Well.... I restarted the machine and then tried again. I was sble to create /bmike1 in /mnt/backup. then chown. and rsync is in process now.
What follows is what I did prior to the restart. Why do you think it needed the microsoft fix?
nope... that wasn't the problem:
bmike1@PresarioLapTop1:/mnt/backup$ mkdir bmike1
mkdir: cannot create directory `bmike1': Read-only file system
then Iried it with sudo... same result.
bmike1@PresarioLapTop1:/mnt/backup$ mount | grep backup
/dev/sdb on /mnt/backup type ext3 (rw,noexec,nosuid,nodev,noatime)
bmike1@PresarioLapTop1:/mnt/backup$ mount|grep back
/dev/sdb on /mnt/backup type ext3 (rw,noexec,nosuid,nodev,noatime)
bmike1@PresarioLapTop1:/mnt/backup$ ls -l
ls: reading directory .: Input/output error
total 0
:-)~MIKE~(-:
On Thu, Jul 11, 2013 at 3:11 PM, Matt Graham
<danceswithcrows@usa.net> wrote:
From: Michael Havens
> Is my USB drive dead?
> bmike1@PresarioLapTop1:~/Desktop$ ./Backup\ bmike1
> rsync: mkdir "/mnt/backup/bmike1" failed: Read-only file system (30)
> bmike1@PresarioLapTop1:~/Desktop$ dmesg | tail -n 30
> [74384.693378] type=1701 audit(1373570392.790:842): auid=4294967295
> uid=1000 gid=1000 ses=4294967295 pid=7116 comm="chromium-browse"
> reason="seccomp" sig=0 syscall=33 compat=0 ip=0xb63eb424 code=0x50000
[snip a lot of very similar lines]
Whatever this is, it's completely useless. It *might* be better to do ""mount | grep backup" and look at that for something that's vaguely
disk-related. In the long term, it'd probably be a good idea to find out
what's dumping this to the kernel log buffer and tell it to stop doing that.
However, the timestamps on the first and last messages differ by 3084 seconds.
Provided you tried to do something to /mnt/backup , then ran dmesg fairly
soon after that (< 3084 seconds), then there are no messages in the kernel log
buffer about disk problems.

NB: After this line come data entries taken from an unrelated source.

//! # Token Test Utilities
//!
//! Shared test utilities for the token service.
//!
//! This crate provides:
//! - Key and certificate fixtures (Ed25519 keys with self-signed certificates)
//! - Sealed keystore fixtures
//! - Claim builders (`TestClaimsBuilder`)
//! - Custom assertions (`TokenAssertions` trait)
//! - Test log output (`init_test_tracing`)
//!
//! ## Usage
//!
//! ```rust,ignore
//! use token_test_utils::*;
//!
//! #[test]
//! fn test_example() {
//!     let identity = TestIdentity::generate("primary")?;
//!
//!     let token = identity.sign(&TestClaimsBuilder::new().for_subject("billing").build());
//!
//!     token.assert_valid_jwt()
//!          .assert_signed_by("primary")
//!          .assert_for_subject("billing");
//! }
//! ```

pub mod assertions;
pub mod crypto_fixtures;
pub mod logging;
pub mod token_builders;

// Re-export commonly used items
pub use assertions::*;
pub use crypto_fixtures::*;
pub use logging::*;
pub use token_builders::*;
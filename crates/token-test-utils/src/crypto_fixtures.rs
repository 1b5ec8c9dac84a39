//! Key, certificate and keystore fixtures
//!
//! Every identity is a fresh Ed25519 key pair with a self-signed certificate
//! over its public key, so trust anchors and signing keys always match.

use base64::{engine::general_purpose::URL_SAFE_NO_PAD, Engine};
use common::secret::SecretString;
use jsonwebtoken::{Algorithm, EncodingKey};
use rcgen::{CertificateParams, DnType, KeyPair};
use serde_json::Value;
use std::collections::HashMap;
use std::path::{Path, PathBuf};
use thiserror::Error;
use token_service::keystore::{KeyStore, MIN_KDF_ITERATIONS};
use token_service::{SigningKey, TrustedCertificate};

/// Passphrase used for all keystore fixtures.
pub const TEST_PASSPHRASE: &str = "password";

/// Lowest accepted iteration count keeps keystore fixtures fast.
pub const TEST_KDF_ITERATIONS: u32 = MIN_KDF_ITERATIONS;

pub const TEST_ISSUER: &str = "urn:test:issuer";

pub const TEST_AUDIENCE: &str = "urn:test:api";

/// Test fixture error type
#[derive(Error, Debug)]
pub enum FixtureError {
    #[error("Certificate generation failed: {0}")]
    Certificate(#[from] rcgen::Error),

    #[error("Fixture I/O failed: {0}")]
    Io(#[from] std::io::Error),
}

/// An Ed25519 signing identity: private key plus self-signed certificate.
#[derive(Debug, Clone)]
pub struct TestIdentity {
    /// Used as the certificate common name and as the `kid`.
    pub alias: String,
    pub pkcs8: Vec<u8>,
    pub cert_pem: String,
    pub cert_der: Vec<u8>,
}

impl TestIdentity {
    pub fn generate(alias: &str) -> Result<Self, FixtureError> {
        let key_pair = KeyPair::generate_for(&rcgen::PKCS_ED25519)?;

        let mut params = CertificateParams::new(vec![format!("{alias}.test")])?;
        params.distinguished_name.push(DnType::CommonName, alias);
        let cert = params.self_signed(&key_pair)?;

        Ok(Self {
            alias: alias.to_string(),
            pkcs8: key_pair.serialize_der(),
            cert_pem: cert.pem(),
            cert_der: cert.der().to_vec(),
        })
    }

    /// The identity's private key, with its alias as `kid`.
    pub fn signing_key(&self) -> SigningKey {
        SigningKey::from_pkcs8(self.alias.clone(), &self.pkcs8)
            .expect("Generated key should be Ed25519 PKCS#8")
    }

    pub fn certificate(&self) -> TrustedCertificate {
        TrustedCertificate::from_bytes(format!("{}.der", self.alias), &self.cert_der)
            .expect("Generated certificate should parse")
    }

    /// Write the certificate as `<alias>.pem` into `dir`.
    pub fn write_pem(&self, dir: &Path) -> Result<PathBuf, FixtureError> {
        let path = dir.join(format!("{}.pem", self.alias));
        std::fs::write(&path, &self.cert_pem)?;
        Ok(path)
    }

    /// Write the certificate as `<alias>.der` into `dir`.
    pub fn write_der(&self, dir: &Path) -> Result<PathBuf, FixtureError> {
        let path = dir.join(format!("{}.der", self.alias));
        std::fs::write(&path, &self.cert_der)?;
        Ok(path)
    }

    /// Seal this key under [`TEST_PASSPHRASE`] into `<alias>.keystore.json`.
    pub fn write_keystore(&self, dir: &Path) -> PathBuf {
        let path = dir.join(format!("{}.keystore.json", self.alias));
        let mut store = KeyStore::new();
        store
            .insert_with_iterations(
                &self.alias,
                &self.pkcs8,
                &SecretString::from(TEST_PASSPHRASE),
                TEST_KDF_ITERATIONS,
            )
            .expect("Fixture key should seal");
        store.save(&path).expect("Fixture keystore should save");
        path
    }

    /// Sign `claims` with an `EdDSA` header carrying this identity's `kid`.
    pub fn sign(&self, claims: &Value) -> String {
        let header = serde_json::json!({"alg": "EdDSA", "typ": "JWT", "kid": self.alias});
        self.sign_with_header(&header, claims)
    }

    /// Sign with an arbitrary header. The signature is always EdDSA, whatever
    /// `alg` the header declares.
    pub fn sign_with_header(&self, header: &Value, claims: &Value) -> String {
        let signing_input = format!("{}.{}", encode_segment(header), encode_segment(claims));
        let signature = jsonwebtoken::crypto::sign(
            signing_input.as_bytes(),
            &EncodingKey::from_ed_der(&self.pkcs8),
            Algorithm::EdDSA,
        )
        .expect("EdDSA signing should succeed");
        format!("{signing_input}.{signature}")
    }
}

/// Base64url-encode a JSON value as a token segment.
pub fn encode_segment(value: &Value) -> String {
    URL_SAFE_NO_PAD.encode(serde_json::to_vec(value).expect("JSON value should serialize"))
}

/// Environment variables for `Config::from_vars` with test issuer and audience.
pub fn test_config_vars() -> HashMap<String, String> {
    HashMap::from([
        ("TOKEN_ISSUER".to_string(), TEST_ISSUER.to_string()),
        ("TOKEN_AUDIENCE".to_string(), TEST_AUDIENCE.to_string()),
    ])
}
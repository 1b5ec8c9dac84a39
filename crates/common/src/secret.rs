//! Secret types for protecting sensitive values from accidental logging.
//!
//! This module re-exports types from the [`secrecy`] crate. Use these types
//! for every value that must never reach a log line: keystore passphrases,
//! private key documents and anything derived from them.
//!
//! `SecretBox<T>` and `SecretString` implement `Debug` with redaction, so any
//! struct deriving `Debug` that holds one stays safe to print. Secrets are
//! zeroized when dropped.
//!
//! # Example
//!
//! ```rust
//! use common::secret::{ExposeSecret, SecretString};
//!
//! #[derive(Debug)]
//! struct KeystoreSettings {
//!     path: String,
//!     passphrase: SecretString,  // Debug shows "[REDACTED]"
//! }
//!
//! let settings = KeystoreSettings {
//!     path: "/config/oauth/primary.keystore.json".to_string(),
//!     passphrase: SecretString::from("password"),
//! };
//!
//! println!("{:?}", settings);
//!
//! // Access requires an explicit call
//! let passphrase: &str = settings.passphrase.expose_secret();
//! ```
//!
//! # Usage Guidelines
//!
//! Use `SecretString` for:
//! - Keystore passphrases
//!
//! Use `SecretBox<T>` for:
//! - Binary key material (e.g., `SecretBox<Vec<u8>>` for PKCS#8 documents)

// Re-export the main types from secrecy
pub use secrecy::{ExposeSecret, SecretBox, SecretString};
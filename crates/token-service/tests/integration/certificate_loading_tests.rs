//! Certificate store loading from files, through configuration

use std::collections::HashMap;
use token_service::certificates::CertificateLoadError;
use token_service::{CertificateStore, Config, TokenVerifier};
use token_test_utils::{init_test_tracing, test_config_vars, TestClaimsBuilder, TestIdentity};

#[test]
fn test_load_mixed_good_and_bad_files() -> Result<(), anyhow::Error> {
    init_test_tracing();
    let dir = tempfile::tempdir()?;
    let primary = TestIdentity::generate("primary")?;
    let secondary = TestIdentity::generate("secondary")?;

    let primary_path = primary.write_pem(dir.path())?;
    let secondary_path = secondary.write_der(dir.path())?;
    let missing_path = dir.path().join("missing.pem");
    let garbage_path = dir.path().join("garbage.crt");
    std::fs::write(&garbage_path, b"\x30\x03\x02\x01")?;

    let store = CertificateStore::load(&[
        &missing_path,
        &primary_path,
        &garbage_path,
        &secondary_path,
    ]);

    assert_eq!(store.len(), 2);
    let subjects: Vec<_> = store.iter().map(|c| c.source().to_path_buf()).collect();
    assert_eq!(subjects, vec![primary_path, secondary_path]);

    let reasons: Vec<_> = store.failures().iter().map(|e| e.reason()).collect();
    assert_eq!(reasons, vec!["not_found", "malformed"]);
    let failed_paths: Vec<_> = store.failures().iter().map(|e| e.path().to_path_buf()).collect();
    assert_eq!(failed_paths, vec![missing_path, garbage_path]);
    assert!(matches!(
        store.failures().first(),
        Some(CertificateLoadError::NotFound { .. })
    ));

    Ok(())
}

#[test]
fn test_verifier_from_config_loads_certificates() -> Result<(), anyhow::Error> {
    init_test_tracing();
    let dir = tempfile::tempdir()?;
    let primary = TestIdentity::generate("primary")?;
    let secondary = TestIdentity::generate("secondary")?;
    let primary_path = primary.write_pem(dir.path())?;
    let secondary_path = secondary.write_pem(dir.path())?;

    let mut vars: HashMap<String, String> = test_config_vars();
    vars.insert(
        "TOKEN_TRUSTED_CERTIFICATES".to_string(),
        format!("{}, {}", primary_path.display(), secondary_path.display()),
    );
    vars.insert("TOKEN_CLOCK_SKEW_SECONDS".to_string(), "30".to_string());
    let config = Config::from_vars(&vars)?;

    let verifier = TokenVerifier::from_config(&config);
    assert_eq!(verifier.store().len(), 2);
    assert_eq!(verifier.clock_skew().as_secs(), 30);

    let token = secondary.sign(&TestClaimsBuilder::new().build());
    assert!(verifier.verify(&token).is_ok());

    Ok(())
}

#[test]
fn test_verifier_from_config_without_certificates_rejects() -> Result<(), anyhow::Error> {
    init_test_tracing();
    let identity = TestIdentity::generate("primary")?;
    let config = Config::from_vars(&test_config_vars())?;

    let verifier = TokenVerifier::from_config(&config);
    assert!(verifier.store().is_empty());

    let token = identity.sign(&TestClaimsBuilder::new().build());
    assert_eq!(
        verifier.verify(&token),
        Err(token_service::VerificationError::NoTrustAnchors)
    );

    Ok(())
}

This is a good sign (maybe).
What's the output from "mount | grep backup"? It should say something like:
/dev/sdd on /mnt/backup type ext3 (rw)
...if it says (ro), then for some reason, your distro is doing something dumb.
In that case, edit your fstab and change "noauto,users" to "noauto,users,rw".
Then umount and remount the disk, and it should work better. You still may
have to mkdir /mnt/backup/bmike1 and chown that dir to bmike1, but at least
you'd be able to do this if the filesystem's mounted rw.